Vitis AI Quantizer Flow - 3.5 English

Vitis AI User Guide (UG1414)

Document ID
UG1414
Release Date
2023-09-28
Version
3.5 English

The following figure depicts the overall model quantization flow.

Figure 1. VAI Quantizer Workflow
Note: Caffe has been deprecated from Vitis AI 2.5. For information on Caffe, see Vitis AI 2.0 user guide.

The Vitis AI quantizer accepts a floating-point model as input and performs pre-processing (folds batch-norms and removes nodes not required for inference). It then quantizes the weights/biases and activations to the given bit width.

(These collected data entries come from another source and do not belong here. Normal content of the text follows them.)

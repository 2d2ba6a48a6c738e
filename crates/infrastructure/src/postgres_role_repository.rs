use std::collections::HashMap;

use async_trait::async_trait;
use chrono::NaiveDateTime;
use sqlx::{FromRow, PgPool, Postgres, QueryBuilder, Transaction};

use warden_application::{AdminTables, ListQuery, Page, RoleDraft, RoleRecord, RoleRepository};
use warden_core::{AppError, AppResult};
use warden_domain::{DataScope, RoleId};

use crate::postgres_listing::{push_page, push_search, row_total};

/// PostgreSQL-backed repository for roles and their permission and menu grants.
#[derive(Clone)]
pub struct PostgresRoleRepository {
    pool: PgPool,
    tables: AdminTables,
}

#[derive(Debug, FromRow)]
struct RoleRow {
    id: i64,
    slug: String,
    name: String,
    data_scope: i16,
    created_at: Option<NaiveDateTime>,
    updated_at: Option<NaiveDateTime>,
}

#[derive(Debug, FromRow)]
struct GrantRow {
    role_id: i64,
    node_id: i64,
}

/// Pivot table and node column for one kind of grant.
#[derive(Clone, Copy)]
enum Grant {
    Permissions,
    Menu,
}

impl PostgresRoleRepository {
    /// Creates a repository with the provided pool and validated table names.
    pub fn new(pool: PgPool, tables: AdminTables) -> AppResult<Self> {
        tables.validate()?;
        Ok(Self { pool, tables })
    }

    fn pivot(&self, grant: Grant) -> (&str, &'static str) {
        match grant {
            Grant::Permissions => (self.tables.role_permissions.as_str(), "permission_id"),
            Grant::Menu => (self.tables.role_menu.as_str(), "menu_id"),
        }
    }

    fn select_roles(&self) -> String {
        format!(
            "SELECT id, slug, name, data_scope, created_at, updated_at FROM {}",
            self.tables.roles
        )
    }

    async fn grants(&self, grant: Grant, role_ids: &[i64]) -> AppResult<HashMap<i64, Vec<i64>>> {
        let (table, column) = self.pivot(grant);
        let rows = sqlx::query_as::<_, GrantRow>(&format!(
            "SELECT role_id, {column} AS node_id FROM {table} WHERE role_id = ANY($1) ORDER BY role_id, {column}"
        ))
        .bind(role_ids)
        .fetch_all(&self.pool)
        .await
        .map_err(|error| AppError::Internal(format!("failed to load role grants: {error}")))?;

        let mut grants: HashMap<i64, Vec<i64>> = HashMap::new();
        for row in rows {
            grants.entry(row.role_id).or_default().push(row.node_id);
        }

        Ok(grants)
    }

    async fn attach_grants(&self, rows: Vec<RoleRow>) -> AppResult<Vec<RoleRecord>> {
        let role_ids: Vec<i64> = rows.iter().map(|row| row.id).collect();
        let mut permissions = self.grants(Grant::Permissions, &role_ids).await?;
        let mut menus = self.grants(Grant::Menu, &role_ids).await?;

        rows.into_iter()
            .map(|row| {
                let permission_ids = permissions.remove(&row.id).unwrap_or_default();
                let menu_ids = menus.remove(&row.id).unwrap_or_default();
                Ok(RoleRecord {
                    id: RoleId::new(row.id),
                    slug: row.slug,
                    name: row.name,
                    data_scope: DataScope::from_storage(i64::from(row.data_scope)).map_err(
                        |error| AppError::Internal(format!("invalid stored data scope: {error}")),
                    )?,
                    permission_ids,
                    menu_ids,
                    created_at: row.created_at,
                    updated_at: row.updated_at,
                })
            })
            .collect()
    }

    async fn replace_grants(
        &self,
        transaction: &mut Transaction<'_, Postgres>,
        grant: Grant,
        role_id: i64,
        node_ids: &[i64],
    ) -> AppResult<()> {
        let (table, column) = self.pivot(grant);
        sqlx::query(&format!("DELETE FROM {table} WHERE role_id = $1"))
            .bind(role_id)
            .execute(&mut **transaction)
            .await
            .map_err(|error| AppError::Internal(format!("failed to clear role grants: {error}")))?;

        let insert = format!(
            "INSERT INTO {table} (role_id, {column}) VALUES ($1, $2) ON CONFLICT DO NOTHING"
        );
        for node_id in node_ids {
            sqlx::query(&insert)
                .bind(role_id)
                .bind(node_id)
                .execute(&mut **transaction)
                .await
                .map_err(|error| {
                    AppError::Internal(format!("failed to insert role grant: {error}"))
                })?;
        }

        Ok(())
    }

    async fn write_grants(
        &self,
        transaction: &mut Transaction<'_, Postgres>,
        role_id: i64,
        draft: &RoleDraft,
    ) -> AppResult<()> {
        self.replace_grants(transaction, Grant::Permissions, role_id, &draft.permission_ids)
            .await?;
        if let Some(menu_ids) = &draft.menu_ids {
            self.replace_grants(transaction, Grant::Menu, role_id, menu_ids)
                .await?;
        }

        Ok(())
    }

    async fn reload(&self, role_id: RoleId) -> AppResult<RoleRecord> {
        self.find_role(role_id)
            .await?
            .ok_or_else(|| AppError::Internal(format!("role '{role_id}' vanished after write")))
    }
}

#[async_trait]
impl RoleRepository for PostgresRoleRepository {
    async fn list_roles(&self, query: &ListQuery) -> AppResult<Page<RoleRecord>> {
        let mut count: QueryBuilder<'_, Postgres> =
            QueryBuilder::new(format!("SELECT COUNT(*) FROM {}", self.tables.roles));
        push_search(&mut count, query)?;
        let total = count
            .build_query_scalar::<i64>()
            .fetch_one(&self.pool)
            .await
            .map_err(|error| AppError::Internal(format!("failed to count roles: {error}")))?;

        let mut select: QueryBuilder<'_, Postgres> = QueryBuilder::new(self.select_roles());
        push_search(&mut select, query)?;
        push_page(&mut select, query)?;
        let rows = select
            .build_query_as::<RoleRow>()
            .fetch_all(&self.pool)
            .await
            .map_err(|error| AppError::Internal(format!("failed to list roles: {error}")))?;

        Ok(Page {
            items: self.attach_grants(rows).await?,
            total: row_total(total),
        })
    }

    async fn all_roles(&self) -> AppResult<Vec<RoleRecord>> {
        let rows = sqlx::query_as::<_, RoleRow>(&format!("{} ORDER BY id", self.select_roles()))
            .fetch_all(&self.pool)
            .await
            .map_err(|error| AppError::Internal(format!("failed to list roles: {error}")))?;

        self.attach_grants(rows).await
    }

    async fn find_role(&self, role_id: RoleId) -> AppResult<Option<RoleRecord>> {
        let row = sqlx::query_as::<_, RoleRow>(&format!("{} WHERE id = $1", self.select_roles()))
            .bind(role_id.as_i64())
            .fetch_optional(&self.pool)
            .await
            .map_err(|error| AppError::Internal(format!("failed to find role: {error}")))?;

        match row {
            Some(row) => Ok(self.attach_grants(vec![row]).await?.pop()),
            None => Ok(None),
        }
    }

    async fn permission_ids_for_roles(&self, role_ids: &[RoleId]) -> AppResult<Vec<i64>> {
        let role_ids: Vec<i64> = role_ids.iter().map(RoleId::as_i64).collect();
        sqlx::query_scalar::<_, i64>(&format!(
            "SELECT DISTINCT permission_id FROM {} WHERE role_id = ANY($1) ORDER BY permission_id",
            self.tables.role_permissions
        ))
        .bind(role_ids)
        .fetch_all(&self.pool)
        .await
        .map_err(|error| AppError::Internal(format!("failed to load role permissions: {error}")))
    }

    async fn create_role(&self, draft: RoleDraft) -> AppResult<RoleRecord> {
        let mut transaction = self.pool.begin().await.map_err(|error| {
            AppError::Internal(format!("failed to begin transaction: {error}"))
        })?;

        let role_id = sqlx::query_scalar::<_, i64>(&format!(
            "INSERT INTO {} (slug, name, data_scope) VALUES ($1, $2, $3) RETURNING id",
            self.tables.roles
        ))
        .bind(draft.slug.as_str())
        .bind(draft.name.as_str())
        .bind(draft.data_scope.as_storage())
        .fetch_one(&mut *transaction)
        .await
        .map_err(|error| map_slug_conflict(error, draft.slug.as_str()))?;

        self.write_grants(&mut transaction, role_id, &draft).await?;

        transaction.commit().await.map_err(|error| {
            AppError::Internal(format!("failed to commit transaction: {error}"))
        })?;

        self.reload(RoleId::new(role_id)).await
    }

    async fn update_role(&self, role_id: RoleId, draft: RoleDraft) -> AppResult<RoleRecord> {
        let mut transaction = self.pool.begin().await.map_err(|error| {
            AppError::Internal(format!("failed to begin transaction: {error}"))
        })?;

        let result = sqlx::query(&format!(
            r#"
            UPDATE {}
            SET slug = $2,
                name = $3,
                data_scope = $4,
                updated_at = now()
            WHERE id = $1
            "#,
            self.tables.roles
        ))
        .bind(role_id.as_i64())
        .bind(draft.slug.as_str())
        .bind(draft.name.as_str())
        .bind(draft.data_scope.as_storage())
        .execute(&mut *transaction)
        .await
        .map_err(|error| map_slug_conflict(error, draft.slug.as_str()))?;

        if result.rows_affected() == 0 {
            return Err(AppError::NotFound(format!("role '{role_id}' does not exist")));
        }

        self.write_grants(&mut transaction, role_id.as_i64(), &draft)
            .await?;

        transaction.commit().await.map_err(|error| {
            AppError::Internal(format!("failed to commit transaction: {error}"))
        })?;

        self.reload(role_id).await
    }

    async fn delete_role(&self, role_id: RoleId) -> AppResult<()> {
        let mut transaction = self.pool.begin().await.map_err(|error| {
            AppError::Internal(format!("failed to begin transaction: {error}"))
        })?;

        self.replace_grants(&mut transaction, Grant::Permissions, role_id.as_i64(), &[])
            .await?;
        self.replace_grants(&mut transaction, Grant::Menu, role_id.as_i64(), &[])
            .await?;
        sqlx::query(&format!(
            "DELETE FROM {} WHERE role_id = $1",
            self.tables.role_users
        ))
        .bind(role_id.as_i64())
        .execute(&mut *transaction)
        .await
        .map_err(|error| AppError::Internal(format!("failed to clear role accounts: {error}")))?;

        let result = sqlx::query(&format!("DELETE FROM {} WHERE id = $1", self.tables.roles))
            .bind(role_id.as_i64())
            .execute(&mut *transaction)
            .await
            .map_err(|error| AppError::Internal(format!("failed to delete role: {error}")))?;

        if result.rows_affected() == 0 {
            return Err(AppError::NotFound(format!("role '{role_id}' does not exist")));
        }

        transaction.commit().await.map_err(|error| {
            AppError::Internal(format!("failed to commit transaction: {error}"))
        })
    }
}

fn map_slug_conflict(error: sqlx::Error, slug: &str) -> AppError {
    if let sqlx::Error::Database(database_error) = &error
        && database_error.code().as_deref() == Some("23505")
    {
        return AppError::Conflict(format!("role slug '{slug}' already exists"));
    }

    AppError::Internal(format!("failed to save role: {error}"))
}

Before quantizing the model, it is inspected using the step known as the inspector. The inspector outputs the partition information, indicating which operators can run on which device (DPU/CPU). In general, DPU is faster than CPU, and the idea is to run as many operators as possible on DPU devices. The partition results contain messages explaining why certain operators cannot be executed on the DPU. This helps you to understand DPU's ability better and assists in adapting your model for the DPU.

Vitis AI quantizer requires multiple iterations of inference for calibrating the activations to enhance the accuracy of quantized models and capture activation statistics. This necessitates a calibration image dataset as input. Typically, the quantizer works effectively with 100–1000 calibration images, as backpropagation is unnecessary, and an unlabeled dataset serves the purpose.

After calibration, the quantized model transforms into a DPU deployable format (referred to as deploy_model.pb for vai_q_tensorflow, and model_name.xmodel for vai_q_pytorch), which aligns with the data format of a DPU. The Vitis AI compiler can then compile this model and deploy it to the DPU. However, the standard version of TensorFlow or PyTorch framework cannot directly accept the quantized model.